# Wine...Red or White?



## bodecea (Aug 6, 2009)

What do you prefer?   Red or White wine?   

My current favorite is a red, a Shiraz in fact.   Layer Cake...most excellent.


----------



## JBeukema (Aug 6, 2009)

Brandy...


----------



## Annie (Aug 6, 2009)

Merlot or Shiraz.


----------



## Shogun (Aug 6, 2009)

dry red merlot

My favorite red table wine is a merlot from 

Welcome To Beaulieu Vineyard


----------



## bodecea (Aug 6, 2009)

Shogun said:


> dry red merlot
> 
> My favorite red table wine is a merlot from
> 
> Welcome To Beaulieu Vineyard



I've had that...not bad.

I also like a late harvest Zin.  This is a good one:

Gregory Graham 2005 Zinfandel


----------



## Toro (Aug 6, 2009)

Cabs and Merlots, particularly from California, Chile and Australia.


----------



## Missourian (Aug 6, 2009)

St. James Winery Blackberry Wine.  

St. James Winery | St. James, Missouri


----------



## Diuretic (Aug 6, 2009)

Claymore wines _Dark Side of the Moon_ Shiraz - and I don't even like Pink Floyd.
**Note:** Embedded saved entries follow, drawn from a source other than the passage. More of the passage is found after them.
/// Names and versions become path components below the cellar.
pub fn is_safe_segment(s: &str) -> bool {
    !s.is_empty()
        && s != "."
        && s != ".."
        && !s.starts_with('.')
        && s
            .chars()
            .all(|c| c.is_ascii_alphanumeric() || matches!(c, '.' | '-' | '_' | '+' | '@'))
}

/// Derives a version from a source URL, e.g. `.../v0.1.0.tar.gz` gives `0.1.0`.
pub fn version_from_url(url: &str) -> Option<String> {
    let path = url::Url::parse(url)
        .map(|u| u.path().to_string())
        .unwrap_or_else(|_| url.to_string());
    let basename = path.trim_end_matches('/').rsplit('/').next()?;
    let stem = ARCHIVE_SUFFIXES
        .iter()
        .find_map(|suffix| basename.strip_suffix(suffix))
        .unwrap_or(basename);

    let dotted = Regex::new(r"\d+(?:\.\d+)+(?:[-_.]?(?:alpha|beta|rc|pre)\.?\d*)?").ok()?;
    if let Some(m) = dotted.find_iter(stem).last() {
        return Some(m.as_str().to_string());
    }
    let single = Regex::new(r"(?:^|[-_])v?(\d+)$").ok()?;
    single
        .captures(stem)
        .and_then(|c| c.get(1))
        .map(|m| m.as_str().to_string())
}

#[cfg(test)]
mod tests {
    use super::*;
    use crate::dependency::DependencyTag;

    pub(crate) const GUISE_TOML: &str = r#"
name = "guise"
desc = "Switch between multiple identities"
homepage = "https://github.com/jagtesh/guise"
url = "https://github.com/jagtesh/guise/archive/refs/tags/v0.1.0.tar.gz"
sha256 = "0000000000000000000000000000000000000000000000000000000000000000"
license = "BSD-3-Clause"
livecheck = { url = "ignored" }

[[dependencies]]
name = "go"
kind = "build"

[flags]
ldflags = "-s -w"

[[install]]
type = "run"
program = "go"
args = ["build", "{std_go_args}"]

[[test]]
type = "assert_output"
program = "{bin}/guise"
args = ["--help"]
status = 1
contains = "Guise"
"#;

    #[test]
    fn parses_guise_formula() {
        let f = Formula::parse(GUISE_TOML, FormulaFormat::Toml, "guise").unwrap();
        assert_eq!(f.name, "guise");
        assert_eq!(f.version, "0.1.0");
        assert_eq!(f.license, "BSD-3-Clause");
        assert_eq!(f.dependencies.len(), 1);
        assert_eq!(f.dependencies[0].name, "go");
        assert_eq!(f.dependencies[0].tags, DependencyTag::BUILD);
        assert_eq!(f.flags.get("ldflags").map(String::as_str), Some("-s -w"));
        assert_eq!(f.install.len(), 1);
        assert!(matches!(
            &f.test[0],
            Step::AssertOutput { status: Some(1), contains: Some(c), .. } if c == "Guise"
        ));
    }

    #[test]
    fn parses_json_with_shorthand_dependencies() {
        let json = r#"{
            "name": "tool", "version": "2.0", "desc": "d", "homepage": "https://example.com",
            "url": "https://example.com/tool-2.0.tar.gz",
            "sha256": "ABCDEF0000000000000000000000000000000000000000000000000000000000",
            "license": "MIT", "dependencies": ["libfoo", {"name": "make", "kind": "build"}],
            "install": [{"type": "shell", "script": "make install PREFIX={prefix}"}],
            "test": []
        }"#;
        let f = Formula::parse(json, FormulaFormat::Json, "tool").unwrap();
        assert_eq!(f.dependencies[0].tags, DependencyTag::RUNTIME);
        assert_eq!(f.dependencies[1].tags, DependencyTag::BUILD);
        assert!(f.sha256.starts_with("abcdef"));
    }

    #[test]
    fn missing_required_field_is_malformed() {
        let text = GUISE_TOML.replace("license = \"BSD-3-Clause\"\n", "");
        let err = Formula::parse(&text, FormulaFormat::Toml, "guise").unwrap_err();
        match err {
            KilnError::MalformedFormula { name, reason } => {
                assert_eq!(name, "guise");
                assert!(reason.contains("license"));
            }
            other => panic!("unexpected error {other:?}"),
        }
    }

    #[test]
    fn undeclared_flag_fails_validation() {
        let text = GUISE_TOML.replace("[flags]\nldflags = \"-s -w\"\n", "").replace(
            "args = [\"build\", \"{std_go_args}\"]",
            "args = [\"build\", \"-ldflags={flag:ldflags}\"]",
        );
        let err = Formula::parse(&text, FormulaFormat::Toml, "guise").unwrap_err();
        assert!(err.to_string().contains("flag 'ldflags' is not declared"));
    }

    #[test]
    fn bad_regex_and_empty_assertions_fail_validation() {
        let text = GUISE_TOML.replace("contains = \"Guise\"", "matches = \"(unclosed\"");
        assert!(Formula::parse(&text, FormulaFormat::Toml, "guise").is_err());

        let text = GUISE_TOML
            .replace("status = 1\n", "")
            .replace("contains = \"Guise\"\n", "");
        assert!(Formula::parse(&text, FormulaFormat::Toml, "guise").is_err());
    }

    #[test]
    fn buildpath_is_rejected_in_tests() {
        let text = GUISE_TOML.replace("args = [\"--help\"]", "args = [\"{buildpath}\"]");
        let err = Formula::parse(&text, FormulaFormat::Toml, "guise").unwrap_err();
        assert!(err.to_string().contains("buildpath"));
    }

    #[test]
    fn detects_versions_from_urls() {
        assert_eq!(
            version_from_url("https://github.com/jagtesh/guise/archive/refs/tags/v0.1.0.tar.gz")
                .as_deref(),
            Some("0.1.0")
        );
        assert_eq!(
            version_from_url("https://example.com/dl/foo-1.2.3.tar.xz").as_deref(),
            Some("1.2.3")
        );
        assert_eq!(
            version_from_url("https://example.com/dl/foo-2.0-rc1.zip").as_deref(),
            Some("2.0-rc1")
        );
        assert_eq!(
            version_from_url("https://example.com/dl/bar-7.tgz").as_deref(),
            Some("7")
        );
        assert_eq!(version_from_url("https://example.com/dl/latest.tar.gz"), None);
    }

    #[test]
    fn rejects_unsafe_names() {
        assert!(is_safe_segment("guise"));
        assert!(is_safe_segment("openssl@3"));
        assert!(!is_safe_segment("../etc"));
        assert!(!is_safe_segment("a/b"));
        assert!(!is_safe_segment(".hidden"));
    }
}
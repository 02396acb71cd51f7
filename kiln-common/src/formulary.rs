// kiln-common/src/formulary.rs
// The index of available formulae, read from the configured formula directories.
use std::collections::HashMap;
use std::fs;
use std::path::PathBuf;
use std::sync::Arc;

use tracing::{debug, warn};

use super::config::Config;
use super::error::{KilnError, Result};
use super::model::formula::{Formula, FormulaFormat};

#[derive(Debug, Default)]
pub struct Formulary {
    formulae: HashMap<String, Arc<Formula>>,
    // Files that failed to load, keyed by file stem. Reported only when asked for.
    broken: HashMap<String, KilnError>,
}

impl Formulary {
    pub fn load(config: &Config) -> Result<Self> {
        Self::from_dirs(&config.formula_dirs)
    }

    /// Loads every `*.toml` / `*.json` file in `dirs`. The first directory that
    /// provides a name wins.
    pub fn from_dirs(dirs: &[PathBuf]) -> Result<Self> {
        let mut formulary = Formulary::default();
        for dir in dirs {
            if !dir.is_dir() {
                debug!("Formula directory {} does not exist, skipping", dir.display());
                continue;
            }
            let mut paths: Vec<PathBuf> = fs::read_dir(dir)?
                .filter_map(|entry| entry.ok().map(|e| e.path()))
                .filter(|p| p.is_file() && FormulaFormat::from_path(p).is_some())
                .collect();
            paths.sort();

            for path in paths {
                let stem = match path.file_stem().and_then(|s| s.to_str()) {
                    Some(stem) => stem.to_string(),
                    None => continue,
                };
                if formulary.formulae.contains_key(&stem) || formulary.broken.contains_key(&stem)
                {
                    warn!(
                        "Ignoring {}: formula '{}' is already provided by an earlier directory",
                        path.display(),
                        stem
                    );
                    continue;
                }
                match Formula::from_path(&path) {
                    Ok(formula) => {
                        if formula.name != stem {
                            warn!(
                                "Formula file {} declares name '{}', not '{}'",
                                path.display(),
                                formula.name,
                                stem
                            );
                        }
                        formulary
                            .formulae
                            .entry(formula.name.clone())
                            .or_insert_with(|| Arc::new(formula));
                    }
                    Err(e) => {
                        debug!("Failed to load {}: {}", path.display(), e);
                        formulary.broken.insert(stem, e);
                    }
                }
            }
        }
        debug!(
            "Loaded {} formulae ({} unreadable)",
            formulary.formulae.len(),
            formulary.broken.len()
        );
        Ok(formulary)
    }

    /// Builds an index from already parsed formulae.
    pub fn from_formulae(formulae: impl IntoIterator<Item = Formula>) -> Self {
        Self {
            formulae: formulae
                .into_iter()
                .map(|f| (f.name.clone(), Arc::new(f)))
                .collect(),
            broken: HashMap::new(),
        }
    }

    pub fn get(&self, name: &str) -> Result<Arc<Formula>> {
        if let Some(formula) = self.formulae.get(name) {
            return Ok(Arc::clone(formula));
        }
        if let Some(err) = self.broken.get(name) {
            return Err(err.clone());
        }
        Err(KilnError::UnknownFormula(name.to_string()))
    }

    pub fn contains(&self, name: &str) -> bool {
        self.formulae.contains_key(name) || self.broken.contains_key(name)
    }

    /// Names of all loadable formulae, sorted.
    pub fn names(&self) -> Vec<&str> {
        let mut names: Vec<&str> = self.formulae.keys().map(String::as_str).collect();
        names.sort_unstable();
        names
    }

    pub fn len(&self) -> usize {
        self.formulae.len()
    }

    pub fn is_empty(&self) -> bool {
        self.formulae.is_empty()
    }
}

#[cfg(test)]
mod tests {
    use tempfile::TempDir;

    use super::*;

    const TOOL: &str = r#"
name = "tool"
version = "1.0"
desc = "A tool"
homepage = "https://example.com"
url = "https://example.com/tool-1.0.tar.gz"
sha256 = "1111111111111111111111111111111111111111111111111111111111111111"
license = "MIT"
test = []

[[install]]
type = "shell"
script = "true"
"#;

    #[test]
    fn loads_directories_and_defers_broken_files() {
        let first = TempDir::new().unwrap();
        let second = TempDir::new().unwrap();
        fs::write(first.path().join("tool.toml"), TOOL).unwrap();
        fs::write(first.path().join("broken.toml"), "name = \"broken\"\n").unwrap();
        fs::write(first.path().join("README.md"), "not a formula").unwrap();
        fs::write(
            second.path().join("tool.toml"),
            TOOL.replace("version = \"1.0\"", "version = \"9.9\""),
        )
        .unwrap();

        let formulary =
            Formulary::from_dirs(&[first.path().to_path_buf(), second.path().to_path_buf()])
                .unwrap();

        assert_eq!(formulary.names(), vec!["tool"]);
        assert_eq!(formulary.get("tool").unwrap().version, "1.0");
        assert!(matches!(
            formulary.get("broken"),
            Err(KilnError::MalformedFormula { .. })
        ));
        assert!(matches!(
            formulary.get("missing"),
            Err(KilnError::UnknownFormula(_))
        ));
    }
}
I'm gong to give the_ London Calling_ merlot a try.


----------



## Shogun (Aug 7, 2009)

Not really a fan of St. James.  I like Les Bourgeois, myself.


----------



## midcan5 (Aug 7, 2009)

Red, so much more complex, Barolo or a Washington State pinot noir are favorites. Wine, good food, family, friends are the stuff of heaven. Lots of good reds ask the store experts. Check out some of the wines from Spain or Australia, reasonable and excellent - this is one area where I sometimesbreak my rule about buying only American. lol

Cheap Wine Ratings - Good Value Makes Wine Taste Better

90+ Rated Wines Under $20

Spirit of Wine


----------



## PixieStix (Aug 8, 2009)

I prefer windshield washer fluid  It is neither red nor white, but blue LOL

http://farm3.static.flickr.com/2256/2317176988_afebb887cd.jpg


----------



## RadiomanATL (Aug 8, 2009)

Is boxed not an option?


----------



## goldcatt (Aug 8, 2009)

Depends on my budget and, therefore, what's for dinner. Lots of white with chicken lately...


----------



## JBeukema (Aug 11, 2009)

[ame=http://www.youtube.com/watch?v=lR-SKrtz7iI]YouTube - Drop Dead Gorgeous Red Or White Wine Lyrics[/ame]


----------



## asaratis (Aug 14, 2009)

The color preferred depends on what  is to be consumed with it.  Amongst the reds, Pinot Noir seems better with lamb chops than any other red...and it's pretty good by itself.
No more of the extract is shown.